**Task prompt**
Copy out each line of the listing that has the word "into" in it.

^^^^^^^^^^^^^^^^

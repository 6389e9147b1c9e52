use anyhow::{Context, Result, bail};
use log::warn;

use crate::entities::{Bed, BedShape, Origin};
use crate::geometry::primitives::{Point, Rect};
use crate::io::ext_repr::{ExtBed, ExtBox, ExtOrigin, ExtPoint, ExtPrinterType};
use crate::util::BedConfig;

/// Converts external representations of beds and boxes into internal ones.
#[derive(Clone, Debug, Copy, Default)]
pub struct Importer {
    pub bed_config: BedConfig,
}

impl Importer {
    /// Creates a new instance with the given configuration.
    ///
    /// * `bed_config` - Configuration applied to every imported [`Bed`].
    pub fn new(bed_config: BedConfig) -> Importer {
        Importer { bed_config }
    }

    pub fn import_bed(&self, ext_bed: &ExtBed) -> Result<Bed> {
        let shape = match ext_bed.printer_type {
            ExtPrinterType::Cartesian => {
                let Some(y_length) = ext_bed.y_length else {
                    bail!("yLength is required for cartesian printers");
                };
                BedShape::try_rectangular(ext_bed.x_length, y_length)?
            }
            ExtPrinterType::Delta => {
                if ext_bed.y_length.is_some() {
                    warn!("[IMPORT] yLength is ignored for delta printers");
                }
                if ext_bed.place_of_origin == ExtOrigin::Corner {
                    warn!("[IMPORT] delta printers have their origin in the center, ignoring CORNER");
                }
                BedShape::try_round(ext_bed.x_length)?
            }
        };
        let origin = match ext_bed.place_of_origin {
            ExtOrigin::Corner => Origin::Corner,
            ExtOrigin::Center => Origin::Center,
        };

        Bed::try_new(shape, origin, self.bed_config).context("could not create bed")
    }

    /// Converts a bounding box into a [`Rect`] centered in the middle of it.
    pub fn import_box(&self, ext_box: &ExtBox) -> Result<Rect> {
        Rect::from_min_max(import_point(&ext_box.min), import_point(&ext_box.max))
            .with_context(|| format!("invalid box: {ext_box:?}"))
    }
}

pub fn import_point(ext_point: &ExtPoint) -> Point {
    Point(ext_point.x, ext_point.y)
}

^^^^^^^^^^^^^^^^

**Task response**
/// Converts external representations of beds and boxes into internal ones.
    /// Converts a bounding box into a [`Rect`] centered in the middle of it.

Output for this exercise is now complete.